The Consumer Price Index declined in May, largely as a result of huge drops in gasoline and natural gas prices. There was also some help on the food side as supermarket costs eased as well. Critically, the cost of fresh baked goods and cupcakes are coming down. Hallelujah! However, if you eat out, then you paid more.
However, most other areas posted modest to moderate increases. Medical services expenses were up and regardless of the decision on the health care bill, something has to be done if those costs are to be brought under control.

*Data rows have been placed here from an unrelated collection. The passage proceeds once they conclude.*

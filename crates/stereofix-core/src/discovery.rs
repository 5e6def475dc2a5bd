// ── Device discovery ──
//
// Enumerates paired devices from the inventory listing and the control
// tool's paired list, without filtering to one target. Read-only; an
// environment with neither tool yields an empty list.

use std::sync::Arc;
use std::time::Duration;

use tracing::debug;

use crate::config::ToolPaths;
use crate::model::{ConnectionHint, DiscoveredDevice, MacAddress, ProbeSource};
use crate::probe::parse;
use crate::runner::CommandRunner;

pub struct DeviceDiscovery {
    runner: Arc<dyn CommandRunner>,
    tools: ToolPaths,
    timeout: Duration,
}

impl DeviceDiscovery {
    pub fn new(runner: Arc<dyn CommandRunner>, tools: ToolPaths, timeout: Duration) -> Self {
        Self {
            runner,
            tools,
            timeout,
        }
    }

    /// Every known device, merged by address.
    ///
    /// Inventory entries come first; the paired listing fills in devices
    /// the inventory missed and upgrades the connection hint when it saw a
    /// connection the inventory did not.
    pub async fn discover(&self) -> Vec<DiscoveredDevice> {
        let mut devices = self.scan_inventory().await;
        for found in self.scan_paired().await {
            merge(&mut devices, found);
        }
        debug!(count = devices.len(), "discovery finished");
        devices
    }

    /// Devices whose name contains any of `hints`, connected ones first.
    pub async fn find_by_name_hint(&self, hints: &[String]) -> Vec<DiscoveredDevice> {
        filter_by_name_hint(self.discover().await, hints)
    }

    /// Name the system shows for `address`, if any source lists it.
    pub async fn lookup_name(&self, address: &MacAddress) -> Option<String> {
        self.discover()
            .await
            .into_iter()
            .find(|d| d.address == *address && !d.name.is_empty())
            .map(|d| d.name)
    }

    async fn scan_inventory(&self) -> Vec<DiscoveredDevice> {
        let program = self.tools.inventory.as_str();
        if !self.runner.is_available(program) {
            return Vec::new();
        }
        let output = self
            .runner
            .run(program, &["SPBluetoothDataType"], self.timeout)
            .await;
        if !output.success() {
            debug!(program, "inventory scan failed");
            return Vec::new();
        }

        let mut devices = Vec::new();
        for entry in parse::parse_inventory(&output.stdout) {
            merge(
                &mut devices,
                DiscoveredDevice {
                    address: entry.address,
                    name: entry.name,
                    connection: ConnectionHint::from_flag(entry.connected),
                    source: ProbeSource::Inventory,
                },
            );
        }
        devices
    }

    async fn scan_paired(&self) -> Vec<DiscoveredDevice> {
        let program = self.tools.control.as_str();
        if !self.runner.is_available(program) {
            return Vec::new();
        }
        let output = self.runner.run(program, &["--paired"], self.timeout).await;
        if !output.success() {
            debug!(program, "paired listing failed");
            return Vec::new();
        }

        parse::parse_paired_listing(&output.stdout)
            .into_iter()
            .map(|entry| DiscoveredDevice {
                address: entry.address,
                name: entry.name,
                connection: ConnectionHint::from_flag(Some(entry.connected)),
                source: ProbeSource::Control,
            })
            .collect()
    }
}

fn merge(devices: &mut Vec<DiscoveredDevice>, found: DiscoveredDevice) {
    let Some(existing) = devices.iter_mut().find(|d| d.address == found.address) else {
        devices.push(found);
        return;
    };
    if existing.name.is_empty() {
        existing.name = found.name;
    }
    match (existing.connection, found.connection) {
        (ConnectionHint::Connected, _) => {}
        (_, ConnectionHint::Connected) | (ConnectionHint::Unknown, _) => {
            existing.connection = found.connection;
        }
        _ => {}
    }
}

/// Keep devices matching any hint (case-insensitive substring), with
/// connected devices ahead of the rest. Order is otherwise preserved.
pub fn filter_by_name_hint(devices: Vec<DiscoveredDevice>, hints: &[String]) -> Vec<DiscoveredDevice> {
    let mut matches: Vec<DiscoveredDevice> = devices
        .into_iter()
        .filter(|d| hints.iter().any(|h| !h.is_empty() && parse::name_contains(&d.name, h)))
        .collect();
    matches.sort_by_key(|d| d.connection != ConnectionHint::Connected);
    matches
}

#[cfg(test)]
#[allow(clippy::unwrap_used)]
mod tests {
    use super::*;

    fn device(addr: &str, name: &str, connection: ConnectionHint) -> DiscoveredDevice {
        DiscoveredDevice {
            address: addr.parse().unwrap(),
            name: name.into(),
            connection,
            source: ProbeSource::Inventory,
        }
    }

    #[test]
    fn hint_filter_puts_connected_first() {
        let devices = vec![
            device("11:22:33:44:55:66", "AirPods Pro", ConnectionHint::NotConnected),
            device("01:02:03:04:05:06", "Magic Keyboard", ConnectionHint::Connected),
            device("AA:BB:CC:DD:EE:FF", "WH-1000XM4", ConnectionHint::Connected),
        ];
        let hints = vec!["airpods".to_owned(), "WH-".to_owned()];

        let names: Vec<String> = filter_by_name_hint(devices, &hints)
            .into_iter()
            .map(|d| d.name)
            .collect();
        assert_eq!(names, vec!["WH-1000XM4", "AirPods Pro"]);
    }

    #[test]
    fn empty_hints_match_nothing() {
        let devices = vec![device("AA:BB:CC:DD:EE:FF", "Headset", ConnectionHint::Connected)];
        assert!(filter_by_name_hint(devices, &[String::new()]).is_empty());
    }

    #[test]
    fn merge_prefers_connected_and_fills_names() {
        let mut devices = vec![device("AA:BB:CC:DD:EE:FF", "", ConnectionHint::NotConnected)];
        merge(
            &mut devices,
            device("aa-bb-cc-dd-ee-ff", "Headset", ConnectionHint::Connected),
        );
        merge(
            &mut devices,
            device("AABBCCDDEEFF", "Other", ConnectionHint::NotConnected),
        );

        assert_eq!(devices.len(), 1);
        assert_eq!(devices[0].name, "Headset");
        assert_eq!(devices[0].connection, ConnectionHint::Connected);
    }
}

The current system is clearly broken. The financially-pressured consumer is buying used rather than new vehicles, driving up those prices. And apparel prices, which had been a key restraining factor for inflation, continue to jump. Surging airline and train costs caused transportation prices to rise as well.
As for the two usual suspects, education and cable, well those prices continue to rise as if there is not outside world. The so-called core index, which excludes food and energy, continues to rise at a pace that is higher than most on the Fed would like to see.
In a separate report, weekly unemployment claims continue to rise toward the magical 400,000 level. That is a rough cut point between job gains and losses. The claims numbers point to additional weak hiring reports and that does not bode well for income or economic growth.
MARKETS AND FED POLICY IMPLICATIONS:
When the economy is strong and the growth outlook is positive, it is appropriate to worry about the direction of inflation. Right now, the modest expansion and the many hurdles facing the recovery make any concerns about consumer prices largely irrelevant.
But, there are those that believe the Fed has to take into account inflation trends so we do watch the data carefully. That said, with Mr. Bernanke switching attention to the headline number, which is rising at a less than target rate over the past year, it is hard to think that the current trend in inflation should lead to any change in Fed policy. The issue is not inflation it is growth and Europe is the key.
The Fed can only react to what is happening on the Continent, which once again shows how external factors can drive domestic economic activity.
The rise in unemployment claims, which stems from lowering hiring activities, is indicative of a business sector that does not know what will happen with both domestic policy and worldwide economic growth. It is hard to hire aggressively under those circumstances.